• _Brief_:
Look through the material below and copy exactly the lines from the line with "overshoot goes nowhere." to the line with "pub const fn scores_on_landing(self)", those two lines included.

Data listing START

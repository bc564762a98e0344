//! Direction rules shared by target generation and routing.
//!
//! Every filter is evaluated against the station the piece stood on when the
//! roll started (its origin), not the station currently being expanded.
//! Together they make a piece follow exactly one line through the board:
//!
//! - Pieces starting on the perimeter stay on the perimeter.
//! - Pieces starting on a top hub leave it through the diagonal.
//! - A diagonal crossed through the center is crossed in a straight line:
//!   the top-right diagonal continues to the bottom-left one, the top-left
//!   diagonal to the bottom-right one.
//! - Pieces starting on the center take the bottom-right diagonal home.

use serde::{Deserialize, Serialize};

use crate::board::{next, Position};

/// How arrivals at the finishing hub are scored.
#[derive(Debug, Clone, Copy, Default, PartialEq, Eq, Hash, Serialize, Deserialize)]
#[serde(rename_all = "lowercase")]
pub enum FinishRule {
    /// A piece landing exactly on the hub waits there; passing it scores.
    #[default]
    Pass,
    /// Any arrival at the hub scores.
    Reach,
    /// Only an exact landing scores; a roll that would overshoot goes nowhere.
    Exact,
}

impl FinishRule {
    /// True if landing with no steps left finishes the piece.
    pub const fn scores_on_landing(self) -> bool {
        matches!(self, FinishRule::Reach | FinishRule::Exact)
    }

    /// True if reaching the hub with steps left finishes the piece.
    pub const fn scores_on_passing(self) -> bool {
        matches!(self, FinishRule::Pass | FinishRule::Reach)
    }

    pub const fn name(self) -> &'static str {
        match self {
            FinishRule::Pass => "pass",
            FinishRule::Reach => "reach",
            FinishRule::Exact => "exact",
        }
    }

    pub fn from_name(s: &str) -> Option<FinishRule> {
        match s {
            "pass" => Some(FinishRule::Pass),
            "reach" => Some(FinishRule::Reach),
            "exact" => Some(FinishRule::Exact),
            _ => None,
        }
    }
}

/// Returns whether a piece whose roll started at `origin` may step onto `to`.
pub fn may_enter(to: Position, origin: Position) -> bool {
    // Shortcuts open only to pieces starting on them or on a top hub.
    if to.is_inner() && !(origin.is_inner() || origin.is_top_hub()) {
        return false;
    }
    // A roll started on a top hub never continues along the perimeter.
    if origin.is_top_hub() && to.is_perimeter() {
        return false;
    }
    if (origin == Position::TopRight || origin.is_top_right_diagonal())
        && to.is_bottom_right_diagonal()
    {
        return false;
    }
    if (origin == Position::TopLeft || origin.is_top_left_diagonal())
        && to.is_bottom_left_diagonal()
    {
        return false;
    }
    if origin.is_center() && to.is_bottom_left_diagonal() {
        return false;
    }
    true
}

/// Iterates over the stations a piece may step to from `current`, for a roll
/// that started at `origin`.
pub fn legal_next(current: Position, origin: Position) -> impl Iterator<Item = Position> {
    next(current)
        .iter()
        .copied()
        .filter(move |to| may_enter(*to, origin))
}
//! Self-play game generation CLI.
//!
//! Plays scripted games and outputs the records as JSONL.
//!
//! Usage:
//!   cargo run --release --bin selfplay -- [OPTIONS]
//!
//! Options:
//!   --games N          Number of games to play (default: 10)
//!   --red POLICY       Red's policy: random or aggressive (default: aggressive)
//!   --blue POLICY      Blue's policy (default: random)
//!   --rules FILE       JSON rules file (default: traditional rules)
//!   --max-actions N    Throws plus moves before a game is abandoned (default: 2000)
//!   --threads N        Number of parallel threads (default: 4)
//!   --seed N           Random seed, 0 for entropy (default: 0)
//!   --output FILE      Output file path (default: stdout)
//!   --quiet            Suppress summary output

use std::env;
use std::fs::File;
use std::io::{self, BufWriter};
use std::path::Path;
use std::process;
use std::str::FromStr;
use std::time::Instant;

use tracing_subscriber::filter::LevelFilter;
use tracing_subscriber::EnvFilter;

use yutnori::board::Player;
use yutnori::config::RulesConfig;
use yutnori::selfplay::{self, Policy, SelfPlayConfig};

/// Returns the value following the flag at `i`, parsed.
fn flag_value<T: FromStr>(args: &[String], i: usize) -> Result<T, String> {
    let flag = &args[i - 1];
    let raw = args
        .get(i)
        .ok_or_else(|| format!("{} requires a value", flag))?;
    raw.parse()
        .map_err(|_| format!("invalid {} value: '{}'", flag, raw))
}

fn policy_value(args: &[String], i: usize) -> Result<Policy, String> {
    let name: String = flag_value(args, i)?;
    Policy::from_name(&name).ok_or_else(|| format!("unknown policy: '{}'", name))
}

fn parse_args(config: &mut SelfPlayConfig) -> Result<Option<String>, String> {
    let args: Vec<String> = env::args().collect();
    let mut output_path = None;

    let mut i = 1;
    while i < args.len() {
        match args[i].as_str() {
            "--games" => {
                i += 1;
                config.num_games = flag_value(&args, i)?;
            }
            "--red" => {
                i += 1;
                config.policies[Player::Red.index()] = policy_value(&args, i)?;
            }
            "--blue" => {
                i += 1;
                config.policies[Player::Blue.index()] = policy_value(&args, i)?;
            }
            "--rules" => {
                i += 1;
                let path: String = flag_value(&args, i)?;
                config.rules = RulesConfig::from_json_file(Path::new(&path))
                    .map_err(|e| format!("{}: {}", path, e))?;
            }
            "--max-actions" => {
                i += 1;
                config.max_actions = flag_value(&args, i)?;
            }
            "--threads" => {
                i += 1;
                config.threads = flag_value(&args, i)?;
            }
            "--seed" => {
                i += 1;
                config.seed = flag_value(&args, i)?;
            }
            "--output" => {
                i += 1;
                output_path = Some(flag_value(&args, i)?);
            }
            "--quiet" => {
                config.quiet = true;
            }
            "--help" | "-h" => {
                print_usage();
                process::exit(0);
            }
            other => return Err(format!("Unknown argument: {}", other)),
        }
        i += 1;
    }
    Ok(output_path)
}

fn main() {
    tracing_subscriber::fmt()
        .with_env_filter(
            EnvFilter::builder()
                .with_default_directive(LevelFilter::WARN.into())
                .from_env_lossy(),
        )
        .with_writer(io::stderr)
        .init();

    let mut config = SelfPlayConfig::default();
    let output_path = match parse_args(&mut config) {
        Ok(p) => p,
        Err(e) => {
            eprintln!("{}", e);
            print_usage();
            process::exit(1);
        }
    };

    if !config.quiet {
        eprintln!(
            "Self-play: {} games, red {} vs blue {}, finish rule {}, {} threads",
            config.num_games,
            config.policies[Player::Red.index()].name(),
            config.policies[Player::Blue.index()].name(),
            config.rules.finish_rule.name(),
            config.threads
        );
    }

    let start = Instant::now();
    let games = match selfplay::run_self_play(&config) {
        Ok(g) => g,
        Err(e) => {
            eprintln!("Self-play failed: {}", e);
            process::exit(1);
        }
    };
    let elapsed = start.elapsed();

    if !config.quiet {
        eprintln!(
            "Completed {} games in {:.1}s",
            games.len(),
            elapsed.as_secs_f64()
        );
        selfplay::print_summary(&games);
    }

    let written = match &output_path {
        Some(path) => File::create(path)
            .and_then(|file| selfplay::write_jsonl(&games, &mut BufWriter::new(file))),
        None => {
            let stdout = io::stdout();
            selfplay::write_jsonl(&games, &mut BufWriter::new(stdout.lock()))
        }
    };
    if let Err(e) = written {
        eprintln!("failed to write output: {}", e);
        process::exit(1);
    }
    if let (Some(path), false) = (&output_path, config.quiet) {
        eprintln!("Wrote {} games to {}", games.len(), path);
    }
}

fn print_usage() {
    eprintln!("Usage: selfplay [OPTIONS]");
    eprintln!();
    eprintln!("Options:");
    eprintln!("  --games N        Number of games to play (default: 10)");
    eprintln!("  --red POLICY     Red's policy: random or aggressive (default: aggressive)");
    eprintln!("  --blue POLICY    Blue's policy (default: random)");
    eprintln!("  --rules FILE     JSON rules file (default: traditional rules)");
    eprintln!("  --max-actions N  Throws plus moves before a game is abandoned (default: 2000)");
    eprintln!("  --threads N      Number of parallel threads (default: 4)");
    eprintln!("  --seed N         Random seed, 0 for entropy (default: 0)");
    eprintln!("  --output FILE    Output file path (default: stdout)");
    eprintln!("  --quiet          Suppress summary output");
    eprintln!("  --help           Show this help");
}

Data listing END

• _Answer for the task_:
    /// Only an exact landing scores; a roll that would overshoot goes nowhere.
    Exact,
}

impl FinishRule {
    /// True if landing with no steps left finishes the piece.
    pub const fn scores_on_landing(self) -> bool {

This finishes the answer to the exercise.